L'educazione sessuale. Luisa Levi, 1962
Foto: Elena Speziale - Opera propria shorturl.at/fgkwZ
Superare la discriminazione
Tra il 1933 e il 28 avvia inoltre uno studio medico privato dedicato ai «fanciulli di difficile educazione», cui propone cure mediche che sia estendono alla fisioterapie e psicoterapie, compresa la rieducazione sensoriale, psicomotoria, morale e intellettuale. Le leggi razziali del 1938 le costano il licenziamento dalla struttura di Grugliasco, seguita da altri colleghi ebrei, mentre lo studio privato rimane con un solo paziente. Lavorare durante la guerra diventa impossibile, così si ritira nella campagna di Alassio e si dedica ad attività agricole, per poi rifugiarsi con la madre a Torrazzo Biellese, dove vive sotto falso nome. Qui collabora come medico di brigata e istruisce le staffette sulle principali manovre di primo soccorso.
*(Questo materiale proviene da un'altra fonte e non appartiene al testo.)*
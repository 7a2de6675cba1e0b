use comfy_table::Table;
use time::{format_description::well_known::Rfc3339, OffsetDateTime};

use crate::{prelude::*, utils::describe_age};

/// Asks the server once for the sleigh's last fix.
pub(super) async fn execute(
	_global_args: GlobalArgs,
	client: ApiClient,
) -> Result<CommandOutput, ApiErrorResponse> {
	let response = client.make_request::<GetLocationEndpoint>(()).await?;
	let text = match &response.fix {
		Some(fix) => fix_table(fix, OffsetDateTime::now_utc()).to_string(),
		None => "Waiting for signal... nothing has been broadcast yet".to_string(),
	};

	CommandOutput {
		text,
		json: serde_json::to_value(&response)
			.map_err(|err| ApiErrorResponse::internal_server_error(err.to_string()))?,
	}
	.into_result()
}

/// Lays a fix out as one row per field.
fn fix_table(fix: &LocationFix, now: OffsetDateTime) -> Table {
	let captured_at = fix
		.timestamp
		.format(&Rfc3339)
		.unwrap_or_else(|_| fix.timestamp.to_string());

	let mut table = Table::new();
	table
		.set_header(["Data", "Value"])
		.add_row(["Latitude".to_string(), fix.lat.to_string()])
		.add_row(["Longitude".to_string(), fix.lng.to_string()])
		.add_row(["Accuracy".to_string(), format!("±{:.0} m", fix.accuracy)])
		.add_row(["Captured At".to_string(), captured_at])
		.add_row(["Age".to_string(), describe_age(fix.age(now))])
		.add_row([
			"Broadcasting".to_string(),
			if fix.active { "Yes" } else { "No" }.to_string(),
		]);
	table
}
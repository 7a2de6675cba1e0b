use std::{
	error::Error as StdError,
	fmt::{Display, Formatter},
	mem,
};

use http::StatusCode;
use serde::{de::Error, Deserialize, Serialize};

/// A list of all the possible errors that can be returned by the API
#[derive(Debug)]
pub enum ErrorType {
	/// The parameters sent with the request is invalid. This would ideally not
	/// happen unless there is a bug in the client
	WrongParameters,
	/// The location fix sent was captured before the one currently stored, and
	/// the server is configured to reject out-of-order writes
	StaleLocationFix,
	/// The resource that the user is trying to access does not exist.
	ResourceDoesNotExist,
	/// An internal server error occurred. This should not happen unless there
	/// is a bug in the server
	InternalServerError(anyhow::Error),
}

impl ErrorType {
	/// Returns the status code that should be used for this error. Note that
	/// this is only the default status code and specific endpoints can override
	/// this if needed
	pub fn default_status_code(&self) -> StatusCode {
		match self {
			Self::WrongParameters => StatusCode::BAD_REQUEST,
			Self::StaleLocationFix => StatusCode::CONFLICT,
			Self::ResourceDoesNotExist => StatusCode::NOT_FOUND,
			Self::InternalServerError(_) => StatusCode::INTERNAL_SERVER_ERROR,
		}
	}

	/// Returns the message that should be used for this error. This is the
	/// message that is user-friendly and can be shown to the user
	pub fn message(&self) -> impl Into<String> {
		match self {
			Self::WrongParameters => "The parameters sent with that request is invalid",
			Self::StaleLocationFix => "A newer location has already been recorded",
			Self::ResourceDoesNotExist => "The resource you are trying to access does not exist",
			Self::InternalServerError(_) => "An internal server error has occured",
		}
	}

	/// Creates an [`ErrorType::InternalServerError`] with the given message
	pub fn server_error(message: impl Display) -> Self {
		Self::InternalServerError(anyhow::anyhow!(message.to_string()))
	}
}

impl PartialEq for ErrorType {
	fn eq(&self, other: &Self) -> bool {
		match (self, other) {
			(Self::InternalServerError(_), Self::InternalServerError(_)) => true,
			_ => mem::discriminant(self) == mem::discriminant(other),
		}
	}
}

impl Eq for ErrorType {}

impl<Error> From<Error> for ErrorType
where
	Error: StdError + Send + Sync + 'static,
{
	fn from(error: Error) -> Self {
		Self::InternalServerError(error.into())
	}
}

impl Clone for ErrorType {
	fn clone(&self) -> Self {
		match self {
			Self::WrongParameters => Self::WrongParameters,
			Self::StaleLocationFix => Self::StaleLocationFix,
			Self::ResourceDoesNotExist => Self::ResourceDoesNotExist,
			Self::InternalServerError(error) => {
				Self::InternalServerError(anyhow::anyhow!(error.to_string()))
			}
		}
	}
}

impl Display for ErrorType {
	fn fmt(&self, f: &mut Formatter<'_>) -> std::fmt::Result {
		write!(f, "{}", self.message().into())
	}
}

impl Serialize for ErrorType {
	fn serialize<S>(&self, serializer: S) -> Result<S::Ok, S::Error>
	where
		S: serde::Serializer,
	{
		match self {
			Self::WrongParameters => serializer.serialize_str("wrongParameters"),
			Self::StaleLocationFix => serializer.serialize_str("staleLocationFix"),
			Self::ResourceDoesNotExist => serializer.serialize_str("resourceDoesNotExist"),
			Self::InternalServerError(_) => serializer.serialize_str("internalServerError"),
		}
	}
}

impl<'de> Deserialize<'de> for ErrorType {
	fn deserialize<D>(deserializer: D) -> Result<Self, D::Error>
	where
		D: serde::Deserializer<'de>,
	{
		let string = String::deserialize(deserializer)?;
		Ok(match string.as_str() {
			"wrongParameters" => Self::WrongParameters,
			"staleLocationFix" => Self::StaleLocationFix,
			"resourceDoesNotExist" => Self::ResourceDoesNotExist,
			"internalServerError" => {
				Self::InternalServerError(anyhow::anyhow!("Internal Server Error"))
			}
			unknown => return Err(Error::custom(format!("unknown variant: {unknown}"))),
		})
	}
}
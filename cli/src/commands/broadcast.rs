use std::{path::PathBuf, time::Duration};

use clap::Args;
use tokio::sync::mpsc;
use tracker::prelude::{
	GeolocationError,
	JsonLinesGeolocation,
	NoopWakeLock,
	Producer,
	ProducerControl,
	TrackingError,
	TrackingState,
	WatchOptions,
};

use crate::prelude::*;

/// Arguments for broadcasting the sleigh's position.
#[derive(Debug, Clone, Args)]
pub struct BroadcastArgs {
	/// A file of device positions, one JSON object per line with `lat`, `lng`,
	/// `accuracy` and an optional RFC 3339 `timestamp`. Reads stdin if not
	/// given or `-`.
	#[arg(short, long, default_value = "-")]
	pub source: PathBuf,
	/// How many seconds to wait for each position before reporting that the
	/// device is taking too long
	#[arg(long, default_value_t = 5)]
	pub fix_timeout: u64,
}

/// Broadcasts every accurate enough position from the source until the
/// source ends, the device fails or the driver presses Ctrl+C.
pub(super) async fn execute(
	args: BroadcastArgs,
	_global_args: GlobalArgs,
	client: ApiClient,
) -> Result<CommandOutput, ApiErrorResponse> {
	let geolocation = if args.source.as_os_str() == "-" {
		JsonLinesGeolocation::stdin()
	} else {
		JsonLinesGeolocation::open(&args.source).await.map_err(|err| {
			ApiErrorResponse::error_with_message(
				ErrorType::WrongParameters,
				format!("Cannot read `{}`: {}", args.source.display(), err),
			)
		})?
	};

	if !client.is_secure_context() {
		warn!(
			"{} is neither HTTPS nor local, so broadcasting will be refused",
			client.base_url()
		);
	}

	let producer = Producer::new(
		geolocation,
		NoopWakeLock,
		client.clone(),
		client.is_secure_context(),
	)
	.with_watch_options(
		WatchOptions::builder()
			.timeout(Duration::from_secs(args.fix_timeout))
			.build(),
	);

	let (controls, control_rx) = mpsc::channel(1);
	controls
		.send(ProducerControl::Start)
		.await
		.map_err(|err| ApiErrorResponse::internal_server_error(err.to_string()))?;

	let mut state = producer.state();
	let reporter = tokio::spawn(async move {
		let mut last_fix = None;
		loop {
			tokio::select! {
				_ = tokio::signal::ctrl_c() => {
					info!("Stopping the broadcast");
					_ = controls.send(ProducerControl::Stop).await;
					break;
				}
				changed = state.changed() => {
					if changed.is_err() {
						break;
					}
					let current = state.borrow_and_update().clone();
					info!("{}", current);
					match current {
						TrackingState::Broadcasting { last_fix: fix, .. } => last_fix = Some(fix),
						TrackingState::Error(_) | TrackingState::Stopped => break,
						_ => (),
					}
				}
			}
		}
		// Closing the controls ends the run
		drop(controls);
		last_fix
	});

	let final_state = producer.run(control_rx).await;
	let last_fix = reporter.await.ok().flatten();
	check_outcome(&final_state, last_fix.is_some())?;

	CommandOutput {
		text: format!("Broadcast ended. {}", final_state),
		json: serde_json::json!({
			"state": final_state.to_string(),
			"lastFix": last_fix.map(|fix| {
				serde_json::json!({
					"lat": fix.point.lat,
					"lng": fix.point.lng,
					"accuracy": fix.accuracy,
				})
			}),
		}),
	}
	.into_result()
}

/// Fails the command if the broadcast was refused or the device gave up. The
/// source running dry after something was sent is the normal way for a
/// broadcast to end.
fn check_outcome(final_state: &TrackingState, broadcast_any: bool) -> Result<(), ApiErrorResponse> {
	match final_state {
		TrackingState::Error(TrackingError::Geolocation(GeolocationError::Unavailable(_)))
			if broadcast_any =>
		{
			Ok(())
		}
		TrackingState::Error(err) => Err(ApiErrorResponse::error_with_message(
			ErrorType::WrongParameters,
			format!("Broadcast failed: {}", err),
		)),
		_ => Ok(()),
	}
}
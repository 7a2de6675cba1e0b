/// A point on the Earth's surface and the distance between two of them
mod geo_point;

pub use self::geo_point::*;
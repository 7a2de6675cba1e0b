use clap::{ArgAction, Args, Parser, Subcommand};
use url::Url;

use crate::prelude::*;

/// Broadcasts the sleigh's position
mod broadcast;
/// Prints the sleigh's current position
mod location;
/// Follows the sleigh and rings when it gets close
mod watch;

pub use self::{broadcast::BroadcastArgs, watch::WatchArgs};

/// Follow Santa's sleigh on its tour, or broadcast it if you're driving.
#[derive(Debug, Clone, Parser)]
#[command(name = "sleigh", version, about, long_about = None)]
pub struct AppArgs {
	/// The global arguments
	#[command(flatten)]
	pub global_args: GlobalArgs,
	/// The command to run
	#[command(subcommand)]
	pub command: GlobalCommands,
}

/// Arguments that apply to every command.
#[derive(Debug, Clone, Args)]
pub struct GlobalArgs {
	/// How the output should be printed
	#[arg(short = 'o', long, global = true, default_value_t = OutputType::Text)]
	pub output: OutputType,
	/// Where the location API lives
	#[arg(
		long,
		global = true,
		env = constants::API_URL_ENV,
		default_value = constants::DEFAULT_API_URL
	)]
	pub api_url: Url,
	/// Log more. Can be repeated.
	#[arg(short, long, global = true, action = ArgAction::Count)]
	pub verbose: u8,
}

/// Everything the CLI can do.
#[derive(Debug, Clone, Subcommand)]
pub enum GlobalCommands {
	/// Broadcast the sleigh's position from a stream of device positions.
	/// Meant to be run on the driver's device.
	Broadcast(BroadcastArgs),
	/// Follow the sleigh live and ring the bell when it is close
	Watch(WatchArgs),
	/// Print where the sleigh was last seen
	Location,
}

impl CommandExecutor for GlobalCommands {
	async fn execute(
		self,
		global_args: GlobalArgs,
		client: ApiClient,
	) -> Result<CommandOutput, ApiErrorResponse> {
		match self {
			Self::Broadcast(args) => broadcast::execute(args, global_args, client).await,
			Self::Watch(args) => watch::execute(args, global_args, client).await,
			Self::Location => location::execute(global_args, client).await,
		}
	}
}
Il dopoguerra riporta Luisa sulla propria strada: torna a dedicarsi alla neuropsichiatria infantile – cui affianca l’attività di docente – e si accosta alla politica: negli anni Cinquanta s’iscrive a Unità popolare e confluisce nel 1953 nel la sezione del PSI Matteotti di Torino. Il suo impegno si propaga alla Camera confederale del lavoro di Torino e dell’Unione Donne Italiane. La rivoluzione socio-culturale è ormai alle porte, e la sua esperienza di medico rende ulteriore servizio alle istanze femminili, offrendo un contributo intellettuale e pratico sulle tematiche al cuore del dibattito, tra cui l’educazione.
Educazione sessuale: oltre i pregiudizi
Nel 1962 Luisa pubblica L’educazione sessuale: orientamenti per i genitori. Si tratta del primo volume dedicato a questa tematica: l’obiettivo è scardinare i pregiudizi legati al sesso e offrire ai genitori gli strumenti per indirizzare i figli verso un approccio libero da tabù e condizionamenti. La pubblicazione suscita grande interesse: tra le varie testate che se ne occupano c’è la rivista Noi donne, che il 4 novembre 1962 ne parla pubblicando un’inchiesta sul tema. Il pezzo sostiene la linea dettata da Levi, secondo cui «l’educazione generale e sessuale deve iniziarsi nella prima infanzia e continuare ininterrottamente fino al completo sviluppo del giovane».
Gli ultimi anni di Luisa trascorrono tra ricerca e insegnamento: sceglie di restare nella sua Torino , dove viene a mancare il 16 dicembre del 1983. Ancora le parole immortali del fratello Carlo ricordano quel suo temperamento: «Lei stessa avrebbe dato volentieri il suo tempo per una causa che le pareva così giusta. Bisognava fare, non dormire, né rimandare sempre a un nuovo domani».